Hemoptysis (sometimes massive); cor pulmonale; amyloidosis and secondary visceral abscess at distal sites.
What interventions may be required for massive hemoptysis resulting from bronchiectasis?
Bronchoscopy; embolization or surgical resection.
What factors influence the prognosis of bronchiectasis?
It depends on the underlying cause.
What is the overall annual mortality rate for bronchiectasis?
16-20% per year.
Patients with bronchiectasis are at increased risk for which associated diseases?
Pulmonary vascular disease; cardiovascular disease and lung cancer.
Define Cystic Fibrosis (CF) based on inheritance and the glands affected.
Autosomal Recessive inherited disease of mucus and sweat glands.
What protein mutation is central to the pathophysiology of Cystic Fibrosis?
Mutations in the Cystic Fibrosis Conductase Regulator (CFTR) protein.
What is the function of the CFTR protein and how does its dysfunction affect the body?
It is a transmembrane channel that transports chloride; leading to thick viscous secretions in the lungs; pancreas; liver; intestine & reproductive tract.
Why does the thick mucus associated with cystic fibrosis lead to persistent infections?
This mucus is an ideal environment for bacterial colonization.
What are the three clinical scenarios that meet the first diagnostic criterion for Cystic Fibrosis?
Clinical symptoms consistent with CF in at least one organ system; OR positive newborn screen; OR have a sibling with CF.
What must be demonstrated to fulfill the second diagnostic criterion for Cystic Fibrosis?
Evidence of cystic fibrosis transmembrane conductance dysfunction.
What is the required threshold for sweat chloride testing to confirm cystic fibrosis (the first test to order)?
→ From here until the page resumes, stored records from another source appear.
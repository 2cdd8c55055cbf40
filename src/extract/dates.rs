//! Date and time parsing for scraped text
//!
//! Listing pages express dates in every format imaginable. These helpers find
//! the first recognizable date or time inside free text and resolve year-less
//! dates relative to `today`.

use std::sync::LazyLock;

use chrono::{Datelike, NaiveDate, NaiveTime};
use regex::Regex;

use crate::calendar::Category;

static ISO_DATE: LazyLock<Regex> = LazyLock::new(|| {
    Regex::new(r"\b(\d{4})-(\d{1,2})-(\d{1,2})").expect("valid iso date regex")
});

static NUMERIC_DATE: LazyLock<Regex> = LazyLock::new(|| {
    Regex::new(r"\b(\d{1,2})/(\d{1,2})(?:/(\d{2,4}))?\b").expect("valid numeric date regex")
});

const MONTH_PATTERN: &str = r"(jan(?:uary)?|feb(?:ruary)?|mar(?:ch)?|apr(?:il)?|may|june?|july?|aug(?:ust)?|sep(?:t(?:ember)?)?|oct(?:ober)?|nov(?:ember)?|dec(?:ember)?)";

static MONTH_DAY: LazyLock<Regex> = LazyLock::new(|| {
    Regex::new(&format!(
        r"(?i)\b{}\.?\s+(\d{{1,2}})(?:st|nd|rd|th)?\b(?:,?\s+(\d{{4}}))?",
        MONTH_PATTERN
    ))
    .expect("valid month day regex")
});

static DAY_MONTH: LazyLock<Regex> = LazyLock::new(|| {
    Regex::new(&format!(
        r"(?i)\b(\d{{1,2}})(?:st|nd|rd|th)?\s+(?:of\s+)?{}\b\.?(?:,?\s+(\d{{4}}))?",
        MONTH_PATTERN
    ))
    .expect("valid day month regex")
});

static TIME_MERIDIEM: LazyLock<Regex> = LazyLock::new(|| {
    Regex::new(r"(?i)\b(\d{1,2})(?::(\d{2}))?\s*([ap])\.?m\b\.?").expect("valid meridiem regex")
});

static TIME_24H: LazyLock<Regex> =
    LazyLock::new(|| Regex::new(r"\b([01]?\d|2[0-3]):([0-5]\d)\b").expect("valid 24h regex"));

static NOON: LazyLock<Regex> =
    LazyLock::new(|| Regex::new(r"(?i)\bnoon\b").expect("valid noon regex"));

/// Month number for a (possibly abbreviated) English month name
pub fn month_number(name: &str) -> Option<u32> {
    let name = name.to_ascii_lowercase();
    let month = match name.get(..3)? {
        "jan" => 1,
        "feb" => 2,
        "mar" => 3,
        "apr" => 4,
        "may" => 5,
        "jun" => 6,
        "jul" => 7,
        "aug" => 8,
        "sep" => 9,
        "oct" => 10,
        "nov" => 11,
        "dec" => 12,
        _ => return None,
    };
    Some(month)
}

/// Year for a date that was written without one.
///
/// Listing pages show the current and upcoming months; a month more than two
/// months behind `today` belongs to next year.
pub fn infer_year(month: u32, today: NaiveDate) -> i32 {
    let months_behind = today.month() as i32 - month as i32;
    if months_behind > 2 {
        today.year() + 1
    } else {
        today.year()
    }
}

fn ymd(year: i32, month: u32, day: u32) -> Option<NaiveDate> {
    NaiveDate::from_ymd_opt(year, month, day)
}

fn explicit_or_inferred(year: Option<&str>, month: u32, day: u32, today: NaiveDate) -> Option<NaiveDate> {
    let year = match year.and_then(|y| y.parse::<i32>().ok()) {
        Some(y) if y < 100 => 2000 + y,
        Some(y) => y,
        None => infer_year(month, today),
    };
    ymd(year, month, day)
}

/// Find the first date in `text`
///
/// Recognizes ISO dates, `Month D[, YYYY]`, `D Month [YYYY]` and `M/D[/YYYY]`.
/// Weekday prefixes and ordinal suffixes are tolerated.
pub fn parse_date(text: &str, today: NaiveDate) -> Option<NaiveDate> {
    if let Some(caps) = ISO_DATE.captures(text) {
        let year = caps[1].parse().ok()?;
        let month = caps[2].parse().ok()?;
        let day = caps[3].parse().ok()?;
        if let Some(date) = ymd(year, month, day) {
            return Some(date);
        }
    }

    let month_day = MONTH_DAY.captures(text).map(|caps| {
        let start = caps.get(0).map_or(usize::MAX, |m| m.start());
        let date = month_number(&caps[1]).and_then(|month| {
            let day = caps[2].parse().ok()?;
            explicit_or_inferred(caps.get(3).map(|m| m.as_str()), month, day, today)
        });
        (start, date)
    });
    let day_month = DAY_MONTH.captures(text).map(|caps| {
        let start = caps.get(0).map_or(usize::MAX, |m| m.start());
        let date = month_number(&caps[2]).and_then(|month| {
            let day = caps[1].parse().ok()?;
            explicit_or_inferred(caps.get(3).map(|m| m.as_str()), month, day, today)
        });
        (start, date)
    });

    // Whichever written-out form appears first in the text wins
    let written = [month_day, day_month]
        .into_iter()
        .flatten()
        .filter(|(_, date)| date.is_some())
        .min_by_key(|(start, _)| *start)
        .and_then(|(_, date)| date);
    if written.is_some() {
        return written;
    }

    let caps = NUMERIC_DATE.captures(text)?;
    let month = caps[1].parse().ok()?;
    let day = caps[2].parse().ok()?;
    explicit_or_inferred(caps.get(3).map(|m| m.as_str()), month, day, today)
}

/// The earliest date-looking fragment of `text`, for carrying into a candidate
pub fn date_snippet(text: &str) -> Option<&str> {
    [&*ISO_DATE, &*MONTH_DAY, &*DAY_MONTH, &*NUMERIC_DATE]
        .into_iter()
        .filter_map(|re| re.find(text))
        .min_by_key(|m| m.start())
        .map(|m| m.as_str())
}

/// The first time-of-day fragment of `text`
pub fn time_snippet(text: &str) -> Option<&str> {
    TIME_MERIDIEM
        .find(text)
        .or_else(|| NOON.find(text))
        .or_else(|| TIME_24H.find(text))
        .map(|m| m.as_str())
}

/// Find the first time of day in `text`
pub fn parse_time(text: &str) -> Option<NaiveTime> {
    if let Some(caps) = TIME_MERIDIEM.captures(text) {
        let mut hour: u32 = caps[1].parse().ok()?;
        let minute: u32 = caps.get(2).map_or(Some(0), |m| m.as_str().parse().ok())?;
        let pm = caps[3].eq_ignore_ascii_case("p");
        if hour > 12 {
            return None;
        }
        if pm && hour != 12 {
            hour += 12;
        } else if !pm && hour == 12 {
            hour = 0;
        }
        return NaiveTime::from_hms_opt(hour, minute, 0);
    }

    if NOON.is_match(text) {
        return NaiveTime::from_hms_opt(12, 0, 0);
    }

    let caps = TIME_24H.captures(text)?;
    NaiveTime::from_hms_opt(caps[1].parse().ok()?, caps[2].parse().ok()?, 0)
}

/// Start time to use when the page gives none.
///
/// | keywords | time |
/// |---|---|
/// | morning, breakfast, brunch | 09:00 |
/// | festival, fair, market, parade, lunch, noon, afternoon | 12:00 |
/// | evening, dinner, night, concert | 19:00 |
/// | anything else | the category default |
pub fn infer_time(text: &str, category: Category) -> NaiveTime {
    const TABLE: &[(&[&str], u32)] = &[
        (&["morning", "breakfast", "brunch"], 9),
        (
            &["festival", "fair", "market", "parade", "lunch", "noon", "afternoon"],
            12,
        ),
        (&["evening", "dinner", "night", "concert"], 19),
    ];

    let text = text.to_lowercase();
    TABLE
        .iter()
        .find(|(keywords, _)| keywords.iter().any(|k| text.contains(k)))
        .and_then(|(_, hour)| NaiveTime::from_hms_opt(*hour, 0, 0))
        .unwrap_or_else(|| category.default_time())
}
Elevated sweat chloride 60 mmol/L $\ge$.
Besides elevated sweat chloride; what other evidence confirms CFTR dysfunction for diagnosis?
Presence of two disease causing mutations in the CFTR gene (one from each parental allele) or abnormal NPD testing (nasal potential difference).
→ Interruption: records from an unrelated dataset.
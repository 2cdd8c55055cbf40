//! Error types for the fetcher module

use crate::error::Error as CrateError;
use thiserror::Error;

/// Error type for page fetches
#[derive(Debug, Error)]
pub enum FetchError {
    /// The request did not complete within the configured timeout
    #[error("Timed out fetching {url}")]
    Timeout {
        /// Requested URL
        url: String,
    },

    /// The server answered with a non-2xx status
    #[error("HTTP {status} from {url}")]
    Status {
        /// Requested URL
        url: String,
        /// HTTP status code
        status: u16,
    },

    /// Connection, DNS or body decoding error
    #[error("HTTP error: {0}")]
    Http(#[from] reqwest::Error),

    /// URL parsing error
    #[error("URL parsing error: {0}")]
    UrlParse(#[from] url::ParseError),

    /// A configured header value is not valid
    #[error("Invalid header value: {0}")]
    InvalidHeader(String),
}

impl FetchError {
    /// Classify a reqwest error for `url`
    pub(crate) fn from_request(url: &str, err: reqwest::Error) -> Self {
        if err.is_timeout() {
            FetchError::Timeout {
                url: url.to_string(),
            }
        } else {
            FetchError::Http(err)
        }
    }
}

impl From<FetchError> for CrateError {
    fn from(err: FetchError) -> Self {
        match err {
            FetchError::Http(e) => CrateError::Http(e),
            _ => CrateError::Fetch(err.to_string()),
        }
    }
}
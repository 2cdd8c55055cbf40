//! # Fetcher Configuration Module
//!
//! Request headers, timeout and content limits for listing and detail page
//! fetches. Uses the same builder pattern as the pipeline configuration.

use std::time::Duration;

/// Browser-like user agent; several municipal sites reject unknown agents
pub const DEFAULT_USER_AGENT: &str = "Mozilla/5.0 (Windows NT 10.0; Win64; x64) AppleWebKit/537.36 (KHTML, like Gecko) Chrome/120.0.0.0 Safari/537.36";

/// Configuration for the fetcher
#[derive(Debug, Clone)]
pub struct FetcherConfig {
    /// Request timeout in seconds
    pub timeout_secs: u64,

    /// User agent to use for requests
    pub user_agent: String,

    /// Accept header
    pub accept: String,

    /// Accept-Language header
    pub accept_language: String,

    /// CSS selectors for elements stripped before extraction
    pub exclude_selectors: Vec<String>,

    /// Maximum characters of cleaned markup handed to the extractor
    pub max_content_chars: usize,
}

impl Default for FetcherConfig {
    fn default() -> Self {
        Self {
            timeout_secs: 15,
            user_agent: DEFAULT_USER_AGENT.to_string(),
            accept: "text/html,application/xhtml+xml,application/xml;q=0.9,*/*;q=0.8".to_string(),
            accept_language: "en-US,en;q=0.5".to_string(),
            exclude_selectors: vec![
                "script".to_string(),
                "style".to_string(),
                "nav".to_string(),
                "header".to_string(),
                "footer".to_string(),
            ],
            max_content_chars: 50_000,
        }
    }
}

/// Builder for FetcherConfig
#[derive(Debug, Default)]
pub struct FetcherConfigBuilder {
    config: FetcherConfig,
}

impl FetcherConfigBuilder {
    /// Create a new builder with default configuration
    pub fn new() -> Self {
        Self {
            config: FetcherConfig::default(),
        }
    }

    /// Set the request timeout in seconds
    pub fn timeout_secs(mut self, timeout_secs: u64) -> Self {
        self.config.timeout_secs = timeout_secs;
        self
    }

    /// Set the user agent to use for requests
    pub fn user_agent(mut self, user_agent: impl Into<String>) -> Self {
        self.config.user_agent = user_agent.into();
        self
    }

    /// Set the Accept-Language header
    pub fn accept_language(mut self, accept_language: impl Into<String>) -> Self {
        self.config.accept_language = accept_language.into();
        self
    }

    /// Set the CSS selectors for elements to exclude
    pub fn exclude_selectors(mut self, exclude_selectors: Vec<String>) -> Self {
        self.config.exclude_selectors = exclude_selectors;
        self
    }

    /// Set the content cap for extraction input
    pub fn max_content_chars(mut self, max_content_chars: usize) -> Self {
        self.config.max_content_chars = max_content_chars;
        self
    }

    /// Build the configuration
    pub fn build(self) -> FetcherConfig {
        self.config
    }
}

impl FetcherConfig {
    /// Create a new builder
    pub fn builder() -> FetcherConfigBuilder {
        FetcherConfigBuilder::new()
    }

    /// Get the timeout as a Duration
    pub fn timeout(&self) -> Duration {
        Duration::from_secs(self.timeout_secs)
    }
}

#[cfg(test)]
mod tests {
    use super::*;

    #[test]
    fn test_builder_overrides_defaults() {
        let config = FetcherConfig::builder()
            .timeout_secs(10)
            .user_agent("civcal-test/0.1")
            .max_content_chars(1000)
            .build();

        assert_eq!(config.timeout(), Duration::from_secs(10));
        assert_eq!(config.user_agent, "civcal-test/0.1");
        assert_eq!(config.max_content_chars, 1000);
        assert_eq!(config.accept_language, "en-US,en;q=0.5");
        assert!(config.exclude_selectors.contains(&"script".to_string()));
    }
}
If a newborn screen for CF is negative but clinical suspicion is high; what action is recommended?
Pursue further testing even if newborn screen negative; due to an up to 5% false negative rate.
What category of medications targets the fundamental defect in cystic fibrosis?
CFTR modulators.
List the inhaled airway clearance agents used in the chronic treatment of cystic fibrosis.
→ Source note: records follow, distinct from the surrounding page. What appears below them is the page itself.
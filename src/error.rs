//! Error types for the civcal crate

use thiserror::Error;

/// Result type for civcal operations
pub type Result<T> = std::result::Result<T, Error>;

/// Error type for civcal operations
#[derive(Debug, Error)]
pub enum Error {
    /// HTTP client error
    #[error("HTTP error: {0}")]
    Http(#[from] reqwest::Error),

    /// JSON serialization/deserialization error
    #[error("JSON error: {0}")]
    Json(#[from] serde_json::Error),

    /// Filesystem error while reading configuration
    #[error("IO error: {0}")]
    Io(#[from] std::io::Error),

    /// Page fetch error
    #[error("Fetch error: {0}")]
    Fetch(String),

    /// Listing or detail extraction error
    #[error("Extraction error: {0}")]
    Extract(String),

    /// Source configuration error
    #[error("Configuration error: {0}")]
    Config(String),

    /// Pipeline run error
    #[error("Pipeline error: {0}")]
    Pipeline(String),
}
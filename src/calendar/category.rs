//! Feed categories

use std::fmt;
use std::str::FromStr;

use chrono::NaiveTime;
use serde::{Deserialize, Serialize};

use crate::error::Error;

/// The feed an item belongs to. Fixed when an item is created.
#[derive(Debug, Clone, Copy, PartialEq, Eq, Hash, Serialize, Deserialize)]
#[serde(rename_all = "lowercase")]
pub enum Category {
    /// One-off public events (festivals, concerts, exhibitions)
    Events,
    /// Classes and workshops, often running as a series
    Classes,
    /// Public meetings (councils, boards, commissions)
    Meetings,
}

impl Category {
    /// Every category, in display order
    pub const ALL: [Category; 3] = [Category::Events, Category::Classes, Category::Meetings];

    /// Lowercase wire name
    pub fn as_str(&self) -> &'static str {
        match self {
            Category::Events => "events",
            Category::Classes => "classes",
            Category::Meetings => "meetings",
        }
    }

    /// Singular noun for prompts and messages
    pub fn singular(&self) -> &'static str {
        match self {
            Category::Events => "event",
            Category::Classes => "class",
            Category::Meetings => "meeting",
        }
    }

    /// Start time used when neither the page nor keyword inference yields one
    pub fn default_time(&self) -> NaiveTime {
        let (hour, minute) = match self {
            Category::Events => (19, 0),
            Category::Classes => (10, 0),
            Category::Meetings => (18, 0),
        };
        NaiveTime::from_hms_opt(hour, minute, 0).unwrap_or(NaiveTime::MIN)
    }
}

impl fmt::Display for Category {
    fn fmt(&self, f: &mut fmt::Formatter<'_>) -> fmt::Result {
        f.write_str(self.as_str())
    }
}

impl FromStr for Category {
    type Err = Error;

    fn from_str(s: &str) -> Result<Self, Self::Err> {
        match s.trim().to_ascii_lowercase().as_str() {
            "events" | "event" => Ok(Category::Events),
            "classes" | "class" => Ok(Category::Classes),
            "meetings" | "meeting" => Ok(Category::Meetings),
            other => Err(Error::Config(format!("unknown category '{}'", other))),
        }
    }
}

#[cfg(test)]
mod tests {
    use super::*;

    #[test]
    fn test_parse_category() {
        assert_eq!("Events".parse::<Category>().unwrap(), Category::Events);
        assert_eq!(" classes ".parse::<Category>().unwrap(), Category::Classes);
        assert_eq!("meeting".parse::<Category>().unwrap(), Category::Meetings);
        assert!("attractions".parse::<Category>().is_err());
    }

    #[test]
    fn test_category_serde() {
        let json = serde_json::to_string(&Category::Meetings).unwrap();
        assert_eq!(json, "\"meetings\"");
        let parsed: Category = serde_json::from_str("\"classes\"").unwrap();
        assert_eq!(parsed, Category::Classes);
    }

    #[test]
    fn test_default_times() {
        assert_eq!(Category::Events.default_time().to_string(), "19:00:00");
        assert_eq!(Category::Classes.default_time().to_string(), "10:00:00");
        assert_eq!(Category::Meetings.default_time().to_string(), "18:00:00");
    }
}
DNase and Hypertonic Saline.
What types of medications are used chronically in CF management besides CFTR modulators and airway clearance agents?
Bronchodilators; anti-inflammatories and short/long-term antibiotics.
Besides medications; what other interventions are crucial for chronic CF management?
Airway clearance therapies; chest physiotherapy; exercise and infection prevention (including vaccinations).
In managing acute CF exacerbations; when are glucocorticoids indicated?
In patients whose exacerbations have asthmatic qualities (tightness; wheezing; response to b-adrenergic agonists).
What respiratory support measures might be used during severe acute CF exacerbations?
Supplemental O2; noninvasive or invasive ventilation and Extracorporeal membrane oxygenation support (ECMO).
How should antibiotics be chosen during acute CF exacerbations?
Based on sputum cultures & susceptibility testing.
A 60-year-old male with a history of recurrent pneumonia presents with chronic wet cough and copious mucopurulent sputum. His chest X-ray shows thickened; dilated bronchi; described as a "tram track sign." Which diagnostic finding would confirm the presence of bronchiectasis on chest CT?
A bronchoarterial ratio > 1 to 1.5; also known as the “signet ring sign”.
A 19-year-old patient with known bronchiectasis is undergoing an etiological workup. His workup reveals an elevated sweat chloride concentration of 75 mmol/L. What is the most likely underlying congenital cause of his bronchiectasis?
Cystic fibrosis.
A 55-year-old non-CF bronchiectasis patient presents with an acute exacerbation. Sputum culture is pending; but empiric therapy is started. Which combination of drug class and duration is appropriate for empiric oral treatment?
Oral antibiotics for 10-14 days; such as Amoxicillin/Augmentin or Ciprofloxacin.
A bronchiectasis patient has a sputum culture that reveals Pseudomonas aeruginosa. What clinical course does this organism suggest?
An accelerated course of the disease.